== Data provided

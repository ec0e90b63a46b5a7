//! Scheduled Mixer - the Pull Side of the Engine
//!
//! An audio callback repeatedly asks the mixer for the next block; the
//! mixer advances a global sample cursor, decides which scheduled notes
//! fall inside the block, renders each active voice into a preallocated
//! scratch buffer, and sums the results into the caller's output.
//!
//! # Threading Discipline
//!
//! All filter and voice state is touched only from the thread calling
//! `read`. Scheduling from other threads goes through a lock-free SPSC
//! ring ([`ScheduledMixer::with_queue`]) that is drained at the START of
//! each read - never mid-render - and cancellation is an atomic flag on
//! the event, polled once per tick before rendering. No locks, no
//! allocation, no I/O anywhere in the read path.
//!
//! # Sample Accuracy
//!
//! A note whose start sample lands in the middle of a block begins
//! rendering at the matching intra-block offset, not at the block
//! boundary.

#[cfg(feature = "rtrb")]
use rtrb::Consumer;

use crate::synth::event::ScheduledNote;
use crate::synth::NoteHandle;
use crate::MAX_BLOCK_SIZE;

pub struct ScheduledMixer {
    pending: Vec<ScheduledNote>,
    active: Vec<ScheduledNote>,
    /// Global sample clock: total frames rendered since creation.
    cursor: u64,
    scratch: Vec<f32>,
    #[cfg(feature = "rtrb")]
    incoming: Option<Consumer<ScheduledNote>>,
}

impl ScheduledMixer {
    pub fn new() -> Self {
        Self {
            pending: Vec::new(),
            active: Vec::new(),
            cursor: 0,
            scratch: vec![0.0; MAX_BLOCK_SIZE],
            #[cfg(feature = "rtrb")]
            incoming: None,
        }
    }

    /// Create a mixer fed by a lock-free queue, for callers that schedule
    /// from a different thread than the audio callback.
    #[cfg(feature = "rtrb")]
    pub fn with_queue(incoming: Consumer<ScheduledNote>) -> Self {
        Self {
            incoming: Some(incoming),
            ..Self::new()
        }
    }

    /// Insert a note directly (same-thread scheduling).
    ///
    /// The event is moved in, so an event instance can only ever be
    /// scheduled once. Returns the cancellation handle.
    pub fn schedule(&mut self, note: ScheduledNote) -> NoteHandle {
        let handle = note.handle();
        self.pending.push(note);
        handle
    }

    /// Total frames rendered so far.
    pub fn cursor(&self) -> u64 {
        self.cursor
    }

    pub fn pending_notes(&self) -> usize {
        self.pending.len()
    }

    pub fn active_voices(&self) -> usize {
        self.active.len()
    }

    /// Render the next `count` frames, summed into
    /// `out[offset..offset + count]`, and advance the sample cursor.
    ///
    /// Returns the number of frames written. Zero active voices still
    /// yields silence and advances the clock, so scheduled notes stay
    /// aligned with wall-clock playback.
    pub fn read(&mut self, out: &mut [f32], offset: usize, count: usize) -> usize {
        let offset = offset.min(out.len());
        let count = count.min(self.scratch.len()).min(out.len() - offset);
        let out = &mut out[offset..offset + count];
        out.fill(0.0);

        #[cfg(feature = "rtrb")]
        if let Some(incoming) = &mut self.incoming {
            while let Ok(note) = incoming.pop() {
                self.pending.push(note);
            }
        }

        let block_end = self.cursor + count as u64;

        // Promote pending notes whose start falls inside this block.
        // A note cancelled while pending is dropped without ever rendering.
        let mut i = 0;
        while i < self.pending.len() {
            if self.pending[i].is_cancelled() {
                self.pending.swap_remove(i);
            } else if self.pending[i].note().start_sample < block_end {
                let event = self.pending.swap_remove(i);
                event.activate();
                self.active.push(event);
            } else {
                i += 1;
            }
        }

        // Render active voices. The cancel check happens before the render
        // call, so a cancel observed this tick stops the voice cold.
        let mut i = 0;
        while i < self.active.len() {
            if self.active[i].is_cancelled() {
                self.active.swap_remove(i);
                continue;
            }

            let event = &mut self.active[i];
            // First block after activation may start mid-buffer
            let begin = event.note().start_sample.saturating_sub(self.cursor) as usize;
            let frames = count - begin;

            self.scratch[..frames].fill(0.0);
            let written = event.voice_mut().render(&mut self.scratch, 0, frames);

            for (o, s) in out[begin..begin + written]
                .iter_mut()
                .zip(&self.scratch[..written])
            {
                *o += *s;
            }

            if event.voice().is_done() {
                event.finish();
                self.active.swap_remove(i);
            } else {
                i += 1;
            }
        }

        self.cursor = block_end;
        count
    }
}

impl Default for ScheduledMixer {
    fn default() -> Self {
        Self::new()
    }
}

====

§ **Work instruction**
State how many lines of the entries above include the word "Some", offering no text other than the number.

§ **Result of this exercise**
2